STRUM STEAM ENGINE DAYS REPORT


| May/June 1967



Minneapolis Victory separator

Courtesy of Roy H. Matson, Strum, Wisconsin 54770 Elmer Emerson of Blair, Wisconsin on his Minneapolis Victory.

Roy H. Matson

Program Chairman Strum, Wisconsin 54770

A few words reporting the third annual Steam Engine Day observance held Aug. 13-14 here at Strum may be of interest. The village, about 750 population, is located in the west central part of Wisconsin, on U.S. Hwy. 10 in the Beef River valley.

Steam Engine Days, a community-wide promotion has been headed the past three years by Burnie Ness as General Chairman, all service clubs cooperating, net proceeds go into a common fund for betterment projects. No admission is charged, however the board controls and operates all concessions, a policy which requires both good administration and planning as 260 women and girls working in 4 hour shifts were required to handle the food stands on Sunday the big day.

The Power program began on Sat. at 10 A.M. with an unusual display of Minneapolis equipment. An old Minneapolis Victory separator (2170) purchased new in 1887 was operated by Elmer Everson of Blair, Wis. a son of the first owner, who really put the 32' machine to work in spite of his 74 years. It was only natural that a vintage Minneapolis steamer should furnish power so Mort Moe of Mondovi, who has operated his 25 hp engine every season since it was new in 1913 was belted up for power in a nostalgic scene. Everson stated the Victory has been shedded on the home farm since its purchase 79 years ago and that it was in use every season until 1942, a span of 55 years. The steamer according to Mr. Moe, has been operated by him in each of its 53 seasons, both are good for years of service.

As this was a predominant Case country four of these engines were on hand, Alfred Gunderson of Osseo, Ed Slabik of Whitehall, Merle Mc Cart of Mondovi and SigĀ  Rice of Strum operated the Racine products. Besides Moe's Mpls, a Rumely owned by Geo Loomis of Mondovi, and a 30-60 Oil-pull owned by Ed Huppert of Ellsworth furnished power for Lumber sawing, a shingle Mill, fan and two grain separators. Harold Churchill of Elmwood with his steam powered drag saw and Lloyd Loomis' model steamer and sawmill drew many interested spectators. Gortons working models came in for their share of comment.

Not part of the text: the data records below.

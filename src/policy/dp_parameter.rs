use std::collections::HashMap;

use tracing::{info, instrument, trace};

use crate::{
    analysis::{
        fixpoint::{AbstractDomain, ModuleFixpointIterator, OperationSemantics},
        module_graph::ModuleGraph,
    },
    ir::{Module, Operation, Value},
    policy::{Policy, PolicyChecker},
};

pub type DpParameter = u64;

pub const GROUP_BY: &str = "sql.group_by";
pub const PRIVACY_MECHANISM: &str = "privacy_mechanism";
pub const EPSILON: &str = "epsilon";
pub const DELTA: &str = "delta";

/// A global differential-privacy budget.
#[derive(Copy, Clone, Debug, PartialEq, Eq)]
pub struct DpParameterPolicy {
    epsilon: DpParameter,
    delta: DpParameter,
}

impl DpParameterPolicy {
    pub const FACT_NAME: &'static str = "isDPParameter";

    pub fn new(epsilon: DpParameter, delta: DpParameter) -> Self {
        Self { epsilon, delta }
    }

    pub fn epsilon(&self) -> DpParameter {
        self.epsilon
    }

    pub fn delta(&self) -> DpParameter {
        self.delta
    }

    pub fn facts(&self) -> String {
        format!("$EpsilonValue({})\n$DeltaValue({})", self.epsilon, self.delta)
    }
}

/// How many rows of the source a single output row may depend on.
/// `None` is Bottom.
#[derive(Copy, Clone, Debug, PartialEq, Eq)]
pub struct Sensitivity(pub Option<u64>);

impl Sensitivity {
    pub fn get(&self) -> Option<u64> {
        self.0
    }
}

impl AbstractDomain for Sensitivity {
    fn bottom() -> Self {
        Sensitivity(None)
    }

    fn join(&self, other: &Self) -> Self {
        Sensitivity(self.0.max(other.0))
    }

    fn is_equivalent_to(&self, other: &Self) -> bool {
        self == other
    }
}

struct SensitivitySemantics;

impl OperationSemantics for SensitivitySemantics {
    type State = Sensitivity;

    fn get_initial_state(&self) -> Sensitivity {
        Sensitivity(Some(1))
    }

    fn apply_operation(&self, operation: &Operation, inputs: &[Sensitivity]) -> Vec<Sensitivity> {
        let result = if inputs.is_empty() {
            Some(1)
        } else {
            let max = inputs.iter().filter_map(Sensitivity::get).max();
            if operation.op().name() == GROUP_BY {
                max.map(|s| s.saturating_mul(2))
            } else {
                max
            }
        };
        vec![Sensitivity(result); operation.number_of_outputs()]
    }
}

/// Privacy loss of a module, summed over its mechanisms.
#[derive(Copy, Clone, Debug, Default, PartialEq, Eq)]
pub struct PrivacyBudget {
    pub epsilon: DpParameter,
    pub delta: DpParameter,
}

impl PrivacyBudget {
    pub fn fits(&self, policy: &DpParameterPolicy) -> bool {
        self.epsilon <= policy.epsilon() && self.delta <= policy.delta()
    }
}

fn parameter(operation: &Operation, name: &str) -> Option<DpParameter> {
    let attribute = operation.get_attribute(name)?;
    let value = attribute.as_int64().unwrap_or_else(|| {
        panic!("Attribute `{}` of {} must be an integer, got {}", name, PRIVACY_MECHANISM, attribute)
    });
    match DpParameter::try_from(value) {
        Ok(value) => Some(value),
        Err(_) => panic!("Attribute `{}` of {} must not be negative, got {}", name, PRIVACY_MECHANISM, value),
    }
}

/// Checks a module against a [`DpParameterPolicy`]. Each
/// `privacy_mechanism` spends its `epsilon` and `delta` once per unit of
/// sensitivity of its input, and `sql.group_by` doubles sensitivity.
#[derive(Default)]
pub struct DpBudgetChecker;

impl DpBudgetChecker {
    pub fn new() -> Self {
        Self
    }

    #[instrument(skip_all, name = "DpBudgetChecker::compute_sensitivities")]
    pub fn compute_sensitivities(&self, module: &Module) -> HashMap<Value, Sensitivity> {
        ModuleFixpointIterator::new(&SensitivitySemantics).compute(module)
    }

    pub fn consumed_budget(&self, module: &Module) -> PrivacyBudget {
        let graph = ModuleGraph::new(module);
        let sensitivities = ModuleFixpointIterator::new(&SensitivitySemantics).compute_with_graph(&graph);

        let mut budget = PrivacyBudget::default();
        for operation in graph.operations() {
            if operation.op().name() != PRIVACY_MECHANISM {
                continue;
            }
            let epsilon = parameter(operation, EPSILON).unwrap_or_else(|| {
                panic!("{} {} has no `{}` attribute", PRIVACY_MECHANISM, operation.id().0, EPSILON)
            });
            let delta = parameter(operation, DELTA).unwrap_or(0);
            if operation.inputs().is_empty() {
                panic!("{} {} has no input", PRIVACY_MECHANISM, operation.id().0);
            }
            let sensitivity = sensitivities
                .get(&operation.get_input_value(0))
                .and_then(Sensitivity::get)
                .unwrap_or(1);
            trace!(
                "mechanism {} spends epsilon {} and delta {} at sensitivity {}",
                operation.id().0,
                epsilon,
                delta,
                sensitivity
            );
            budget.epsilon = budget.epsilon.saturating_add(epsilon.saturating_mul(sensitivity));
            budget.delta = budget.delta.saturating_add(delta.saturating_mul(sensitivity));
        }
        budget
    }
}

impl PolicyChecker for DpBudgetChecker {
    fn is_module_policy_compliant(&self, module: &Module, policy: &Policy) -> bool {
        let Policy::DpParameter(dp_policy) = policy else {
            panic!("DpBudgetChecker requires a DP parameter policy, got `{}`", policy.fact_name());
        };
        let consumed = self.consumed_budget(module);
        let compliant = consumed.fits(dp_policy);
        info!(
            "consumed epsilon {} of {}, delta {} of {}, compliant: {}",
            consumed.epsilon,
            dp_policy.epsilon(),
            consumed.delta,
            dp_policy.delta(),
            compliant
        );
        compliant
    }
}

Threatening weather curtailed the Saturday afternoon show, altho a modern day tractor pulling contest on a soil cemented runway was completed before the rains came. Cancellation of an elaborate evening program resulted curtailing attendance greatly. Rains continued until Sunday at 7 A.M., Mop-up of bleacher seats began at once and by nine o'clock 7 to 800 gathered in the stands for the church service heard a rousing sermon on a frontier theme by Pastor Luther Monson.